Shay Johnson, a trauma informed care resource teacher with JCPS, is part of a team that provides training to teachers in every school in the district on working with students who have experienced trauma. She said trauma, including gun violence, has a great impact on students, their behavior and their ability to learn in the classroom.

“What we talk about is the ‘invisible backpack’ that our students and staff bring into the school buildings every single day. And that invisible backpack is experiences that our kids go through that the teachers don’t know, that the principal and the administrators don't know about — but they see the behavior that comes with that trauma,” she said.

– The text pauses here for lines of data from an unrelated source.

//! HTTP execution against a proxy repository's remote.
//!
//! ### Requests
//! - URLs are canonicalized (default `https`, lowercase host, no fragment)
//! - Each request is sent to a [`Target`]: the scheme, host and port it reaches
//!
//! ### Delegates
//! - [`HttpDelegate`] is the seam the circuit breaker wraps
//! - [`FetchClient`] is the production delegate over `reqwest`
//! - Max redirects: 5 (configurable)
//!
//! Non-success statuses are returned as responses; only transport failures
//! are errors.

pub mod target;

use async_trait::async_trait;
use bytes::Bytes;
use reqwest::header::{self, HeaderMap, HeaderName, HeaderValue};
use reqwest::{Client, Method, StatusCode, Url};
use std::time::{Duration, Instant};

pub use target::{Target, UrlError, canonicalize};

use crate::error::NetworkError;
use upguard_core::AppConfig;

/// Configuration for the fetch client.
#[derive(Debug, Clone)]
pub struct FetchConfig {
    /// User agent string (default: "upguard/0.1")
    pub user_agent: String,

    /// Request timeout (default: 20s)
    pub timeout: Duration,

    /// Maximum number of redirects to follow (default: 5)
    pub max_redirects: usize,
}

impl Default for FetchConfig {
    fn default() -> Self {
        Self { user_agent: "upguard/0.1".to_string(), timeout: Duration::from_millis(20000), max_redirects: 5 }
    }
}

impl From<&AppConfig> for FetchConfig {
    fn from(config: &AppConfig) -> Self {
        Self { user_agent: config.user_agent.clone(), timeout: config.timeout(), max_redirects: config.max_redirects }
    }
}

/// Request handed to a delegate.
#[derive(Debug, Clone)]
pub struct HttpRequest {
    method: Method,
    url: Url,
    headers: HeaderMap,
}

impl HttpRequest {
    pub fn new(method: Method, url: Url) -> Self {
        Self { method, url, headers: HeaderMap::new() }
    }

    pub fn get(url: Url) -> Self {
        Self::new(Method::GET, url)
    }

    /// Header-only request, as used for existence probes.
    pub fn head(url: Url) -> Self {
        Self::new(Method::HEAD, url)
    }

    /// Build a request from a URL string, canonicalizing it first.
    pub fn parse(method: Method, url: &str) -> Result<Self, UrlError> {
        Ok(Self::new(method, canonicalize(url)?))
    }

    pub fn with_header(mut self, name: HeaderName, value: HeaderValue) -> Self {
        self.headers.insert(name, value);
        self
    }

    pub fn method(&self) -> &Method {
        &self.method
    }

    pub fn url(&self) -> &Url {
        &self.url
    }

    pub fn headers(&self) -> &HeaderMap {
        &self.headers
    }

    /// Target this request reaches.
    pub fn target(&self) -> Result<Target, UrlError> {
        Target::from_url(&self.url)
    }
}

/// Response from a delegate.
#[derive(Debug, Clone)]
pub struct HttpResponse {
    /// The final URL after redirects
    pub final_url: Url,
    /// HTTP status code
    pub status: StatusCode,
    /// Response headers
    pub headers: HeaderMap,
    /// Response body bytes (empty for HEAD)
    pub bytes: Bytes,
    /// Time taken to fetch in milliseconds
    pub fetch_ms: u64,
}

impl HttpResponse {
    pub fn content_type(&self) -> Option<&str> {
        self.headers.get(header::CONTENT_TYPE).and_then(|v| v.to_str().ok())
    }
}

/// Executes requests against a remote.
#[async_trait]
pub trait HttpDelegate: Send + Sync {
    async fn execute(&self, target: &Target, request: HttpRequest) -> Result<HttpResponse, NetworkError>;

    /// Release pooled resources.
    fn close(&self) {}
}

/// HTTP delegate backed by `reqwest`.
pub struct FetchClient {
    http: Client,
    config: FetchConfig,
}

impl FetchClient {
    /// Create a new fetch client with the given configuration.
    pub fn new(config: FetchConfig) -> Result<Self, NetworkError> {
        let http = Client::builder()
            .user_agent(&config.user_agent)
            .timeout(config.timeout)
            .redirect(reqwest::redirect::Policy::limited(config.max_redirects))
            .use_rustls_tls()
            .gzip(true)
            .brotli(true)
            .deflate(true)
            .build()?;

        Ok(Self { http, config })
    }

    pub fn from_config(config: &AppConfig) -> Result<Self, NetworkError> {
        Self::new(FetchConfig::from(config))
    }

    /// Get reference to the configuration.
    pub fn config(&self) -> &FetchConfig {
        &self.config
    }
}

#[async_trait]
impl HttpDelegate for FetchClient {
    async fn execute(&self, target: &Target, request: HttpRequest) -> Result<HttpResponse, NetworkError> {
        let start = Instant::now();
        let HttpRequest { method, url, headers } = request;

        let response = self.http.request(method.clone(), url.clone()).headers(headers).send().await?;

        let status = response.status();
        let final_url = response.url().clone();
        let headers = response.headers().clone();
        let bytes = response.bytes().await?;

        let fetch_ms = start.elapsed().as_millis() as u64;

        tracing::debug!(
            remote = %target,
            method = %method,
            status = status.as_u16(),
            "fetched {} -> {} in {}ms ({} bytes)",
            url,
            final_url,
            fetch_ms,
            bytes.len()
        );

        Ok(HttpResponse { final_url, status, headers, bytes, fetch_ms })
    }

    fn close(&self) {
        tracing::debug!(user_agent = %self.config.user_agent, "closing fetch client");
    }
}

For children dealing with trauma, she said, “It’s extremely hard to sit in the classroom and retain all the information that the teacher is giving out. It overwhelms the capacity to do the everyday things that’s expected of our students in the classroom.”

2X, the anti-violence activist, said the trauma of gun violence has a “rippling effect" on children in Louisville that extends beyond those who have been shot or witnessed violence firsthand.

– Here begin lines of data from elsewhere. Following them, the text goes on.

//! Freshness record attached to every cached artifact.

use chrono::{DateTime, SecondsFormat, Utc};

use crate::attributes::AttributesMap;

/// Reserved cache token marking an entry as explicitly invalidated.
pub const INVALIDATED: &str = "invalidated";

/// Child map of the artifact attributes holding the cache record.
pub const CACHE: &str = "cache";

pub const LAST_VERIFIED: &str = "last_verified";

pub const CACHE_TOKEN: &str = "cache_token";

/// When a cached artifact was last verified upstream, and under which cache token.
#[derive(Debug, Clone, PartialEq, Eq)]
pub struct CacheInfo {
    last_verified: DateTime<Utc>,
    cache_token: Option<String>,
}

impl CacheInfo {
    pub fn new(last_verified: DateTime<Utc>, cache_token: Option<String>) -> Self {
        Self { last_verified, cache_token }
    }

    pub fn last_verified(&self) -> DateTime<Utc> {
        self.last_verified
    }

    pub fn cache_token(&self) -> Option<&str> {
        self.cache_token.as_deref()
    }

    /// True iff the token is the [`INVALIDATED`] sentinel.
    pub fn is_invalidated(&self) -> bool {
        self.cache_token.as_deref() == Some(INVALIDATED)
    }

    /// Copy of this record carrying the invalidation sentinel.
    pub fn invalidated(&self) -> Self {
        Self { last_verified: self.last_verified, cache_token: Some(INVALIDATED.to_string()) }
    }

    /// Read a record from a flat attribute map.
    ///
    /// Returns `None` when `last_verified` is missing or unparseable; callers
    /// treat that as "never verified".
    pub fn from_attributes(attributes: &AttributesMap) -> Option<Self> {
        let raw = attributes.get_str(LAST_VERIFIED)?;
        let last_verified = match DateTime::parse_from_rfc3339(raw) {
            Ok(ts) => ts.with_timezone(&Utc),
            Err(e) => {
                tracing::debug!(value = raw, error = %e, "ignoring unparseable last_verified attribute");
                return None;
            }
        };
        let cache_token = attributes.get_str(CACHE_TOKEN).map(str::to_string);

        Some(Self { last_verified, cache_token })
    }

    pub fn to_attributes(&self) -> AttributesMap {
        let mut attributes = AttributesMap::new();
        attributes.set(LAST_VERIFIED, self.last_verified.to_rfc3339_opts(SecondsFormat::AutoSi, true));
        if let Some(token) = &self.cache_token {
            attributes.set(CACHE_TOKEN, token.as_str());
        }
        attributes
    }

    /// Read the record from the `cache` child of an artifact's attributes.
    pub fn extract_from(attributes: &AttributesMap) -> Option<Self> {
        attributes.child(CACHE).as_ref().and_then(Self::from_attributes)
    }

    /// Store the record as the `cache` child of an artifact's attributes.
    pub fn apply_to(&self, attributes: &mut AttributesMap) {
        attributes.set_child(CACHE, self.to_attributes());
    }

    /// Mark the artifact's cache record as invalidated.
    ///
    /// Returns false when the artifact carries no record, leaving it untouched.
    pub fn invalidate_in(attributes: &mut AttributesMap) -> bool {
        match Self::extract_from(attributes) {
            Some(info) => {
                info.invalidated().apply_to(attributes);
                true
            }
            None => false,
        }
    }
}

“The unseen are what we describe as invisible kids, who are suffering in this community, wholeheartedly, from the secondary impact of trauma due to trauma,” he said. “Meaning they never get hit by a bullet, but they suffer from the secondary trauma connected to gunshots going off in the neighborhood, kids going through disaster drills that aren’t disaster drills…family members who are impacted by the violence directly.”

Among the students JCPS lost this year to gun violence was Nylah Linear, a 16-year-old rising junior at Pleasure Ridge Park High School who was shot and killed in July in Shawnee. Nylah’s mother, Candy, heard the shots that killed her daughter just blocks away and ran to the scene. Candy, who has four other daughters, was left feeling helpless by Nylah’s killing.

“The new reality is they’re not safe nowhere no more. They’re not safe at home. They’re not safe at school. They’re not safe anywhere,” she said. “It’s kind of hard to protect your children from the unknown.”

The only way to stop the killing, she said, is for everybody in the city to make it a priority.

“We have to get a hold of the youth. We have to. And it’s going to take everybody. This is not a one man, one person job — this is a job for everyone, because one person can’t do it by themselves,” she said. “It’s senseless. It’s very very senseless. And it’s not stopping.”

Eddie Woods, CEO of No More Red Dots, an organization that seeks to disrupt violence by speaking to those involved, said youth shootings were the result of streets flooded with guns and a “subculture of violence” that some children have fallen into.

In the killing of Tyree Smith, the 16-year-old Eastern High School student who was shot and killed while waiting for his school bus in Louisville’s West End in September, the two suspects arrested by police earlier this month were both also 16 and JCPS students.

In a year’s time, Woods said, it’s very likely Louisville will again be reckoning with setting a new homicide record.

“It won't be because we’re not working on it. But it will be because we have not figured out a way to reduce the number of guns,” he said.